The Hemlock Cup - Bettany Hughes [171]
The land here, deserted today apart from the odd visit by extreme swimmers who enjoy the challenge of the currents in this spot, is curiously unprepossessing. And in 406 BC, around the tricky rocks of Arginusae, 120 Spartan triremes and 155 Athenian swung into their ugly seaborne dance: ramming and burning, throat-slitting and heart-piercing until one side could stand it no more.

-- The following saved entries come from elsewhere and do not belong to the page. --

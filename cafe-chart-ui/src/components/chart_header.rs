//! Section header component with title and optional subtitle.

use dioxus::prelude::*;

#[derive(Props, Clone, PartialEq)]
pub struct ChartHeaderProps {
    /// Section title
    pub title: String,
    /// Optional smaller note below the title
    #[props(default = String::new())]
    pub subtitle: String,
}

/// Header for dashboard sections.
#[component]
pub fn ChartHeader(props: ChartHeaderProps) -> Element {
    rsx! {
        div {
            style: "margin: 16px 0 8px 0;",
            h3 {
                style: "margin: 0 0 4px 0; font-size: 16px;",
                "{props.title}"
            }
            if !props.subtitle.is_empty() {
                p {
                    style: "margin: 0; font-size: 12px; color: #666;",
                    "{props.subtitle}"
                }
            }
        }
    }
}
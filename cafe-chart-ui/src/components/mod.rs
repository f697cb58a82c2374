//! Reusable Dioxus RSX components for the coffee-climate dashboard.

mod chart_container;
mod chart_header;
mod error_display;
mod estado_selector;
mod loading_spinner;
mod metric_panel;

pub use chart_container::ChartContainer;
pub use chart_header::ChartHeader;
pub use error_display::ErrorDisplay;
pub use estado_selector::EstadoSelector;
pub use loading_spinner::LoadingSpinner;
pub use metric_panel::MetricPanel;
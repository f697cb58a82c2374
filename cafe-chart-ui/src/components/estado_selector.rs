//! Dropdown selector for choosing an estado.

use crate::state::{AppState, PLACEHOLDER};
use dioxus::prelude::*;

/// Estado dropdown selector: the placeholder plus all 27 federative units.
/// Writes the chosen name into `selected_estado`; choosing the placeholder
/// returns the dashboard to idle.
#[component]
pub fn EstadoSelector() -> Element {
    let mut state = use_context::<AppState>();
    let estados = state.estados.read().clone();
    let selected = (state.selected_estado)();

    let on_change = move |evt: Event<FormData>| {
        let value = evt.value();
        state.selected_estado.set(value);
    };

    rsx! {
        div {
            style: "margin: 8px 0;",
            label {
                r#for: "estado-select",
                style: "font-weight: bold; margin-right: 8px;",
                "Selecione um Estado: "
            }
            select {
                id: "estado-select",
                onchange: on_change,
                option {
                    value: "{PLACEHOLDER}",
                    selected: selected == PLACEHOLDER,
                    "{PLACEHOLDER}"
                }
                for estado in estados.iter() {
                    option {
                        value: "{estado.name}",
                        selected: estado.name == selected,
                        "{estado.name}"
                    }
                }
            }
        }
    }
}
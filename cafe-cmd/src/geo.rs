//! Boundary file checks.
//!
//! The map join degrades silently on a name mismatch, so this command makes
//! the invariant observable: every reference-table name should appear among
//! the boundary features, or that state renders uncolored.

use cafe_meteo::estado::Estado;
use log::info;

pub async fn run_geo_check() -> anyhow::Result<()> {
    let client = reqwest::Client::new();
    let geo = cafe_geo::fetch_geo(&client).await?;
    info!("Fetched {} boundary features", geo.len());

    let feature_names = geo.feature_names();
    let estados = Estado::get_estado_vector();

    let mut missing = 0usize;
    for estado in &estados {
        if feature_names.iter().any(|n| n == &estado.name) {
            println!("ok       {}", estado.name);
        } else {
            println!("MISSING  {}", estado.name);
            missing += 1;
        }
    }
    for name in feature_names.iter().filter(|n| !n.is_empty()) {
        if !estados.iter().any(|e| &e.name == name) {
            println!("extra    {}", name);
        }
    }
    if missing > 0 {
        println!("{} estado(s) would render without color on the map", missing);
    }
    Ok(())
}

The battle was a close call, but, just, a victory for Athens. And then a summer storm came. Storms in this region split open the sky. At a distance of 10 miles the rains scurf up the sea’s surface, and close at hand the raindrops travel so fast they are immediately blinding. The foul conditions back in 406 BC (or this was the official story at any rate) prevented the generals from picking up the bodies of the dead and wounded. Today a storm of this magnitude washes up fag-ends and cuttlefish right along the shoreline. In 406 BC it left shreds of battle, of humans. But the hours and days that followed the battle were so intemperate these scraps could not be retrieved. Uncollected, this meant that mutilated corpses could not be given a proper burial; their souls were lost, condemned. Two of the Athenian generals realised the implication of their failings and melted away into the Eastern Mediterranean. Six returned home, expecting perhaps a heroes’ welcome – there had been mitigating circumstances after all. Jittery and bad-tempered with worry, the Athenian demos did not receive the homecomers as they might have expected.
Instead of garlands and laurels, the six generals still standing found themselves on trial. Athens, fleet of foot as ever, had arranged a hearing in the Assembly the men charged, collectively, with anti-democratic activity. As it so happened, Socrates was presiding officer for the day – serving with the prytany, the committee of the council.3 He had volunteered himself for service, back in the assembly of his local deme, Alopeke.4 His selection as overseer was a chance one; just the way the lottery machine chose to allocate democratic jobs that day. We do not know why Socrates volunteered himself, the man who famously left that kind of politicking to others. Payment for prytany duty was around 5 obols for the day – perhaps he simply needed the money.5 But his motivation could also have been more high-minded. He realised perhaps that Athens needed practical help to keep the body-politic together; that for once the philosopher’s role was to be not the wound, but the bandage. So, that late-summer morning in 406 BC, just as they would do in the near future at the philosopher’s trial, citizens were hurrying, at dawn with Socrates himself among them, to pass judgement on their fellow democrats.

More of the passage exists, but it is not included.